Che dietro al mondo dei Talk Talk ci fosse qualcosa in più Breës lo mette in chiaro costantemente sfruttando anche un'intervista in cui Hollis parla proprio di Jean-Paul Sartre tra i suoi riferimenti, non un nome a caso visto quanto abbiamo detto, ma questa è forse uno dei difetti principali del film: non fosse per il rapporto con l'autore, pochissimo ci viene detto sul perché riscoprire la band inglese.
[Il boom operator di In a Silent Way, il più presente nel film di Mark Hollis]
Il frontman però odiava i riflettori e si rivedeva perfettamente nelle parole di Frank Zappa: "Parlare di musica è come ballare a proposito dell'architettura".
Il film ci mostra benissimo questo progressivo allontanamento dalla scena e dalla città alla ricerca della natura in un perfetto parallelismo con la parabola di Hollis che tra dipendenze, depressione e un'ossessione sempre maggiore per la ricerca artistica si è completamente chiuso in se stesso.
Nella sua reticenza si inserisce il tema del ricordo, infatti In a Silent Way spesso accosta la grandezza del rapporto tra Breës e la musica dei Talk Talk e il modo in cui il pubblico inglese li ha completamente dimenticati, così come uno dei simboli che il regista belga semina all'interno del film: lo studio in cui furono registrati i loro album e i grandi successi dei Clash e dei Sex Pistols che ormai è stato venduto e dimenticato a cui viene dedicata una lunga intervista.
Il primo tentativo di ovviare all'assenza di musica da parte dell'autore in questo senso è emblematico: mettere insieme una band che non conosceva le opere dei Talk Talk e dati gli stessi obbiettivi e qualche linea tematica provare a ricreare qualcosa che avesse la stessa anima.

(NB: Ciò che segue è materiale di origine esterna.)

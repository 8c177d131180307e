use std::path::PathBuf;

use miette::Diagnostic;
use thiserror::Error;

#[derive(Debug, Error, Diagnostic)]
pub enum PrepError {
    #[error("invalid dataset configuration: {0}")]
    #[diagnostic(help("check the source URL and split layout of the dataset"))]
    Configuration(String),

    #[error("missing config file dataset.json in current directory")]
    MissingConfig,

    #[error("failed to read config file at {0}")]
    ConfigRead(PathBuf),

    #[error("failed to parse JSON config: {0}")]
    ConfigParse(String),

    #[error("download failed: {0}")]
    TransportHttp(String),

    #[error("server returned status {status}: {message}")]
    TransportStatus { status: u16, message: String },

    #[error("archive extraction failed: {0}")]
    Archive(String),

    #[error("unrecognized archive format: {0}")]
    UnsupportedArchive(String),

    #[error("filesystem error: {0}")]
    Filesystem(String),

    #[error("unsupported file format for loading: {0}")]
    UnsupportedFormat(String),

    #[error("failed to load table: {0}")]
    Table(String),

    #[error("task {id} ({name}) failed: {message}")]
    TaskFailed {
        id: u32,
        name: String,
        message: String,
    },
}

/// Coarse classification used by callers deciding whether a retry makes sense.
#[derive(Debug, Clone, Copy, PartialEq, Eq)]
pub enum ErrorKind {
    Configuration,
    Transport,
    Archive,
    Filesystem,
    Load,
    Task,
}

impl PrepError {
    pub fn kind(&self) -> ErrorKind {
        match self {
            PrepError::Configuration(_)
            | PrepError::MissingConfig
            | PrepError::ConfigRead(_)
            | PrepError::ConfigParse(_) => ErrorKind::Configuration,
            PrepError::TransportHttp(_) | PrepError::TransportStatus { .. } => {
                ErrorKind::Transport
            }
            PrepError::Archive(_) | PrepError::UnsupportedArchive(_) => ErrorKind::Archive,
            PrepError::Filesystem(_) => ErrorKind::Filesystem,
            PrepError::UnsupportedFormat(_) | PrepError::Table(_) => ErrorKind::Load,
            PrepError::TaskFailed { .. } => ErrorKind::Task,
        }
    }

    /// Transport and archive failures leave no marker behind, so the same call can be repeated.
    pub fn is_retryable(&self) -> bool {
        matches!(self.kind(), ErrorKind::Transport | ErrorKind::Archive)
    }
}

#[cfg(test)]
mod tests {
    use super::*;

    #[test]
    fn classifies_kinds() {
        assert_eq!(
            PrepError::Configuration("dup".to_string()).kind(),
            ErrorKind::Configuration
        );
        let status = PrepError::TransportStatus {
            status: 503,
            message: "busy".to_string(),
        };
        assert_eq!(status.kind(), ErrorKind::Transport);
        assert!(status.is_retryable());
        assert!(!PrepError::Filesystem("denied".to_string()).is_retryable());
    }
}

Il tutto è reso ancora più vicino alla spontaneità che ha mosso la produzione di Hollis dal fatto che, proprio quando Breës, a un punto avanzato della realizzazione di In a Silent Way e nonostante tutti i rifiuti del cantante, stava per mandargli parte del girato prima di iniziare il montaggio, nella speranza di una qualche licenza rispetto ai primi no, il frontman è mancato rendendo ancora più nette le restrizioni.
Questo ha modificato ulteriormente i piani del film e ha riportato il cantante dei Talk Talk - probabilmente malvolentieri - all'interno del film in un in memoriam finale.
[Phill Brown, famoso audio engineer che ha lavorato con Traffic, Led Zeppelin, David Bowie, Cat Stevens, Bob Marley e i Talk Talk, nell'intervista in In a Silent Way]
Nonostante tutte le difficoltà il film riesce nel suo intento di raccontare un processo creativo unico fatto di luci stroboscopiche, un luogo isolato e il solo fluire della musica che ha generato Spirit of Eden e Laughing Stock e forse, nonostante tutto, Hollis un pochino sarebbe stato felice del risultato.
Proprio nella sua faziosità e nella sua lacunosità però In a Silent Way trova anche alcune delle sue più grandi pecche, risultando talvolta troppo chiuso sulla visione di Breës di quel processo e soffermandosi eccessivamente sul suo rapporto affettivo con la band: questo tra l'altro viene spesso fatto attraverso dei voice-over troppo lunghi e che portano un po' lo spettatore fuori dalle ottime idee che il film mette in campo.
Anche alcuni dei momenti in cui il regista si mostra all'interno del film sembrano accessori e non abbastanza legati al resto dell'opera, in una spinta autoreferenziale di cui probabilmente In a Silent Way non sentiva la necessità.
Allo stesso modo la prima parte del film risulta troppo legata a un documentario di interviste e proprio in queste manca di quella vena visiva e artistica trovata nelle sue parti più slegate dal racconto.
Nonostante tutto è un'opera che lascia più di uno spunto interessante e che sembra inserirsi perfettamente in questa edizione di Seeyousound, festival che, interrotto nel 2020 per colpa della COVID-19, ora si ritrova, limitato come l'autore di In a Silent Way, nella sua nuova veste online, ma che cerca di sfruttarla per creare qualcosa dello stesso valore, se non superiore.